Chasing a debtor can be complicated, especially when the debtor manages to move its assets to a foreign country.

In Crystallex International Corp. v. Petroleos de Venezuela, that would be an understatement. The U.S. Third Circuit Court of Appeals called the debtor’s trail “exceedingly complex.”

It was a “tangle of debtors, creditors, parents, subsidiaries, alter egos, and complex international corporate transactions,” but the court unraveled it in three words: no fraudulent transfer.

No Fraudulent Transfer

The appeals court said it did not approve of the transactions, but the plaintiff could not prove the defendants broke the law against fraudulent transfers. It was a major blow to Crystallex International Corp., a gold producer that had won a $1.2 billion judgment against Venezuela.

Crystallex has been trying to collect on a World Bank decision against Venezuela since 2016, but the country is in extreme financial distress. Venezuelan leaders have said they will never pay the judgment.

However, the country had control of petroleum assets in the United States through a Delaware subsidiary called Citgo. In a series of transactions among four separate entities, $2.8 billion from the assets were transferred through debt financing out of the United States.

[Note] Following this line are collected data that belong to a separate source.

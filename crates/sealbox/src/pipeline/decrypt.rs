//! Decrypt orchestration: stored envelope → verified plaintext.

use std::fmt;

use common::{EnvelopeError, RecordRef};
use tokio_util::sync::CancellationToken;
use tracing::{debug, info, instrument, warn};

use super::{derive_off_thread, Session};
use crate::codec::Envelope;
use crate::crypto::{cipher, derive_aead_key, derive_password_key, KdfParams, KeyUsage};
use crate::secret::{Credential, PlaintextRecord};

/// Progress of one decrypt invocation.
#[derive(Debug, Clone, Copy, PartialEq, Eq)]
pub enum DecryptState {
    /// Envelope retrieved from the store.
    Idle,
    /// Suspended on the password prompt.
    AwaitingPassword,
    /// Running PBKDF2 with the envelope salt.
    Deriving,
    /// Authenticating and decrypting the ciphertext.
    Decrypting,
    Done,
    Failed,
}

impl fmt::Display for DecryptState {
    fn fmt(&self, f: &mut fmt::Formatter<'_>) -> fmt::Result {
        let name = match self {
            DecryptState::Idle => "idle",
            DecryptState::AwaitingPassword => "awaiting_password",
            DecryptState::Deriving => "deriving",
            DecryptState::Decrypting => "decrypting",
            DecryptState::Done => "done",
            DecryptState::Failed => "failed",
        };
        f.write_str(name)
    }
}

fn advance(state: &mut DecryptState, next: DecryptState) {
    debug!(from = %state, to = %next, "decrypt state");
    *state = next;
}

impl Session {
    /// Retrieve `record`, ask for its password, and open it.
    ///
    /// `render` is called exactly once, with either the verified plaintext or the
    /// failure. On success the password-derived base key is cached so later
    /// [`Session::encrypt`] calls can run without prompting.
    ///
    /// # Errors
    ///
    /// - [`EnvelopeError::Transport`] if the store cannot be reached.
    /// - [`EnvelopeError::Format`] for a malformed envelope; no password is requested.
    /// - [`EnvelopeError::Cancelled`] / [`EnvelopeError::TimedOut`] from the prompt.
    /// - [`EnvelopeError::Crypto`] for a wrong password or tampered envelope.
    #[instrument(skip_all, fields(record = %record))]
    pub async fn decrypt<F>(
        &self,
        record: &RecordRef,
        cancel: &CancellationToken,
        render: F,
    ) -> Result<PlaintextRecord, EnvelopeError>
    where
        F: FnOnce(Result<&PlaintextRecord, &EnvelopeError>),
    {
        let mut state = DecryptState::Idle;
        let outcome = self.run_decrypt(record, cancel, &mut state).await;
        match &outcome {
            Ok(_) => info!("record decrypted"),
            Err(e) => {
                warn!(error = %e, code = e.code(), state = %state, "decrypt failed");
                advance(&mut state, DecryptState::Failed);
            }
        }
        render(outcome.as_ref());
        outcome
    }

    async fn run_decrypt(
        &self,
        record: &RecordRef,
        cancel: &CancellationToken,
        state: &mut DecryptState,
    ) -> Result<PlaintextRecord, EnvelopeError> {
        let wire = self.store.fetch(record).await?;
        let envelope = Envelope::decode(&wire)?;

        // Held until Done or Failed: no encrypt may read the slot mid-unlock.
        let mut slot = tokio::select! {
            _ = cancel.cancelled() => return Err(EnvelopeError::Cancelled),
            slot = self.keys.lock() => slot,
        };

        advance(state, DecryptState::AwaitingPassword);
        let credential = self.prompt.request(record, cancel).await?;

        advance(state, DecryptState::Deriving);
        let base = derive_password_key(&credential);
        drop(credential);
        let key =
            derive_off_thread(base.clone(), envelope.salt, KeyUsage::Decrypt, self.kdf).await?;

        advance(state, DecryptState::Decrypting);
        let opened = cipher::decrypt(&key, &envelope.iv, &envelope.ciphertext)?;
        let plaintext = PlaintextRecord::from_utf8(opened)?;

        slot.set(base);
        advance(state, DecryptState::Done);
        Ok(plaintext)
    }
}

/// Open an encoded envelope with `credential`, synchronously and without
/// touching any session state.
///
/// # Errors
///
/// [`EnvelopeError::Format`] for a malformed envelope or non-UTF-8 plaintext;
/// [`EnvelopeError::Crypto`] if authentication fails.
pub fn open_envelope(
    wire: &str,
    credential: &Credential,
    params: &KdfParams,
) -> Result<PlaintextRecord, EnvelopeError> {
    let envelope = Envelope::decode(wire)?;
    let base = derive_password_key(credential);
    let key = derive_aead_key(&base, &envelope.salt, KeyUsage::Decrypt, params);
    let opened = cipher::decrypt(&key, &envelope.iv, &envelope.ciphertext)?;
    PlaintextRecord::from_utf8(opened)
}

#[cfg(test)]
mod tests {
    use std::sync::Arc;
    use std::time::Duration;

    use super::*;
    use crate::codec::{self, IV_LEN, SALT_LEN};
    use crate::pipeline::seal_envelope;
    use crate::pipeline::test_support::{fast_kdf, locked_with, sealed, serve_password};
    use crate::prompt;
    use crate::session::SessionKeyCache;
    use crate::store::{HttpStore, MockRemoteStore, StoreError};

    fn record() -> RecordRef {
        RecordRef::new("journal", "2024-10-27")
    }

    fn store_returning(wire: String) -> MockRemoteStore {
        let mut store = MockRemoteStore::new();
        store
            .expect_fetch()
            .times(1)
            .returning(move |_| Ok(wire.clone()));
        store
    }

    #[test]
    fn open_recovers_plaintext() {
        let wire = sealed("correct-horse", r#"{"note":"hello"}"#);
        let opened = open_envelope(&wire, &Credential::new("correct-horse"), &fast_kdf()).unwrap();
        assert_eq!(opened.as_str(), r#"{"note":"hello"}"#);
    }

    #[test]
    fn opens_envelope_sealed_by_independent_implementation() {
        // Password "correct-horse", 1000 iterations, salt 00..0f, iv 64..6f.
        const WIRE: &str =
            "AAECAwQFBgcICQoLDA0OD2RlZmdoaWprbG1ub1PgNKynlcOuoMgSXDrNHPY51z3mTq8Y6G2Qp2CenpJo";

        let env = Envelope::decode(WIRE).unwrap();
        let salt: [u8; SALT_LEN] = core::array::from_fn(|i| i as u8);
        let iv: [u8; IV_LEN] = core::array::from_fn(|i| 0x64 + i as u8);
        assert_eq!((env.salt, env.iv), (salt, iv));

        let opened = open_envelope(WIRE, &Credential::new("correct-horse"), &fast_kdf()).unwrap();
        assert_eq!(opened.as_str(), r#"{"note":"hello"}"#);

        let err = open_envelope(WIRE, &Credential::new("wrong-password"), &fast_kdf()).unwrap_err();
        assert_eq!(err.code(), "crypto");
        let err = open_envelope("AAEC", &Credential::new("correct-horse"), &fast_kdf()).unwrap_err();
        assert_eq!(err.code(), "format");
    }

    #[test]
    fn wrong_password_is_a_crypto_error() {
        let wire = sealed("correct-horse", r#"{"note":"hello"}"#);
        let err =
            open_envelope(&wire, &Credential::new("wrong-password"), &fast_kdf()).unwrap_err();
        assert!(matches!(err, EnvelopeError::Crypto));
    }

    #[test]
    fn mismatched_iterations_is_a_crypto_error() {
        let wire = sealed("pw", "{}");
        let err = open_envelope(&wire, &Credential::new("pw"), &KdfParams::new(999).unwrap())
            .unwrap_err();
        assert!(matches!(err, EnvelopeError::Crypto));
    }

    #[test]
    fn every_single_bit_flip_in_iv_or_ciphertext_is_detected() {
        let params = fast_kdf();
        let cred = Credential::new("pw");
        let env = Envelope::decode(&sealed("pw", r#"{"a":1}"#)).unwrap();

        for byte in 0..IV_LEN {
            for bit in 0..8 {
                let mut iv = env.iv;
                iv[byte] ^= 1 << bit;
                let wire = codec::encode(&env.salt, &iv, &env.ciphertext);
                let err = open_envelope(&wire, &cred, &params).unwrap_err();
                assert!(matches!(err, EnvelopeError::Crypto), "iv {byte}:{bit}");
            }
        }
        for byte in 0..env.ciphertext.len() {
            for bit in 0..8 {
                let mut ct = env.ciphertext.clone();
                ct[byte] ^= 1 << bit;
                let wire = codec::encode(&env.salt, &env.iv, &ct);
                let err = open_envelope(&wire, &cred, &params).unwrap_err();
                assert!(matches!(err, EnvelopeError::Crypto), "ct {byte}:{bit}");
            }
        }
    }

    #[test]
    fn short_envelope_is_a_format_error() {
        let wire = codec::encode(&[0; SALT_LEN], &[0; IV_LEN], &[]);
        let truncated = &wire[..wire.len() - 8];
        let err = open_envelope(truncated, &Credential::new("pw"), &fast_kdf()).unwrap_err();
        assert!(matches!(err, EnvelopeError::Format(_)));
        // Header only: decodes, but there is no tag to authenticate.
        let err = open_envelope(&wire, &Credential::new("pw"), &fast_kdf()).unwrap_err();
        assert!(matches!(err, EnvelopeError::Crypto));
        assert!(codec::decode(&wire).unwrap().ciphertext.is_empty());
    }

    #[test]
    fn empty_payload_is_not_a_failure() {
        let wire = sealed("pw", "");
        let opened = open_envelope(&wire, &Credential::new("pw"), &fast_kdf()).unwrap();
        assert!(opened.is_empty());
    }

    #[tokio::test]
    async fn decrypt_renders_plaintext_and_unlocks_session() {
        let wire = sealed("correct-horse", r#"{"note":"hello"}"#);
        let session = locked_with(store_returning(wire), "correct-horse");

        let mut rendered = None;
        let opened = session
            .decrypt(&record(), &CancellationToken::new(), |r| {
                rendered = Some(r.map(|p| p.as_str().to_owned()).map_err(|e| e.code()));
            })
            .await
            .unwrap();

        assert_eq!(opened.as_str(), r#"{"note":"hello"}"#);
        assert_eq!(rendered, Some(Ok(r#"{"note":"hello"}"#.to_owned())));
        assert!(session.keys().is_unlocked().await);
    }

    #[tokio::test]
    async fn wrong_password_renders_failure_and_stays_locked() {
        let wire = sealed("correct-horse", r#"{"note":"hello"}"#);
        let session = locked_with(store_returning(wire), "wrong-password");

        let mut rendered = None;
        let err = session
            .decrypt(&record(), &CancellationToken::new(), |r| {
                rendered = Some(r.map(|p| p.as_str().to_owned()).map_err(|e| e.code()));
            })
            .await
            .unwrap_err();

        assert!(matches!(err, EnvelopeError::Crypto));
        assert_eq!(rendered, Some(Err("crypto")));
        assert!(!session.keys().is_unlocked().await);
    }

    #[tokio::test]
    async fn malformed_envelope_fails_before_prompting() {
        // The prompt receiver is dropped: asking for a password would surface
        // as an internal error instead of the format error.
        let (prompt, rx) = prompt::channel(Duration::from_secs(5));
        drop(rx);
        let session = Session::new(
            Arc::new(store_returning("AAAA".into())),
            prompt,
            SessionKeyCache::new(),
            fast_kdf(),
        );
        let err = session
            .decrypt(&record(), &CancellationToken::new(), |_| {})
            .await
            .unwrap_err();
        assert!(matches!(err, EnvelopeError::Format(_)));
    }

    #[tokio::test]
    async fn missing_field_is_rendered_as_format_error() {
        let mut store = MockRemoteStore::new();
        store.expect_fetch().times(1).returning(|r| {
            Err(StoreError::MissingField {
                record: r.to_string(),
                field: r.field_key().to_owned(),
            })
        });
        let session = locked_with(store, "pw");
        let mut called = 0;
        let err = session
            .decrypt(&record(), &CancellationToken::new(), |r| {
                assert!(r.is_err());
                called += 1;
            })
            .await
            .unwrap_err();
        assert_eq!(err.code(), "format");
        assert_eq!(called, 1);
    }

    #[tokio::test]
    async fn unreachable_store_is_rendered_as_transport_error() {
        let listener = tokio::net::TcpListener::bind("127.0.0.1:0").await.unwrap();
        let addr = listener.local_addr().unwrap();
        drop(listener);
        let url = format!("http://{addr}/cgi-bin/table");
        let store = HttpStore::new(&url, Duration::from_secs(5)).unwrap();
        let session = locked_with(store, "pw");

        let mut rendered = None;
        let err = session
            .decrypt(&record(), &CancellationToken::new(), |r| {
                rendered = Some(r.err().map(|e| (e.code(), e.is_retryable())));
            })
            .await
            .unwrap_err();

        assert!(matches!(err, EnvelopeError::Transport(_)));
        assert_eq!(rendered, Some(Some(("transport", true))));
        assert!(!session.keys().is_unlocked().await);
    }

    #[tokio::test]
    async fn cancelled_prompt_leaves_session_locked() {
        let wire = sealed("pw", "{}");
        let (prompt, mut rx) = prompt::channel(Duration::from_secs(5));
        let session = Session::new(
            Arc::new(store_returning(wire)),
            prompt,
            SessionKeyCache::new(),
            fast_kdf(),
        );
        let cancel = CancellationToken::new();
        let trigger = cancel.clone();
        tokio::spawn(async move {
            let req = rx.recv().await.unwrap();
            trigger.cancel();
            req.cancelled().await;
        });

        let err = session
            .decrypt(&record(), &cancel, |_| {})
            .await
            .unwrap_err();
        assert!(matches!(err, EnvelopeError::Cancelled));
        assert!(!session.keys().is_unlocked().await);
    }

    #[tokio::test]
    async fn successful_decrypt_replaces_previous_key() {
        let first = sealed("first", "{}");
        let second = sealed("second", r#"{"n":2}"#);
        let mut store = MockRemoteStore::new();
        let mut queue = vec![second, first];
        store
            .expect_fetch()
            .times(2)
            .returning(move |_| Ok(queue.pop().unwrap()));

        let (prompt, rx) = prompt::channel(Duration::from_secs(5));
        serve_password(rx, vec!["first", "second"]);
        let session = Session::new(Arc::new(store), prompt, SessionKeyCache::new(), fast_kdf());

        let cancel = CancellationToken::new();
        session.decrypt(&record(), &cancel, |_| {}).await.unwrap();
        session.decrypt(&record(), &cancel, |_| {}).await.unwrap();

        let base = session.keys().get().await.unwrap();
        let resealed = seal_envelope(b"{}", &base, &fast_kdf()).unwrap();
        let (first, second) = (Credential::new("first"), Credential::new("second"));
        assert!(open_envelope(&resealed, &second, &fast_kdf()).is_ok());
        assert!(open_envelope(&resealed, &first, &fast_kdf()).is_err());
    }

    #[test]
    fn states_display_snake_case() {
        assert_eq!(
            DecryptState::AwaitingPassword.to_string(),
            "awaiting_password"
        );
        assert_eq!(DecryptState::Failed.to_string(), "failed");
    }
}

Crystallex sued, alleging it was a fraudulent transfer under the Delaware Fraudulent Transfer Act. The Third Circuit disagreed.

Not the Debtor

The appeals court said Crystallex had a claim against Venezuela, but not Citgo. Because Citgo was not the debtor, the transfer did not violate the law.

“While we do not condone the debtor’s and the transferor’s actions, we must conclude that Crystallex has failed to state a claim,” the judges said.

Reuters reported that investors holding distressed Venezuelan bonds have closely followed the case. Some considered suing Citgo in the event that Venezuela, struggling under hyperinflation and an economic crisis, defaults on its debts.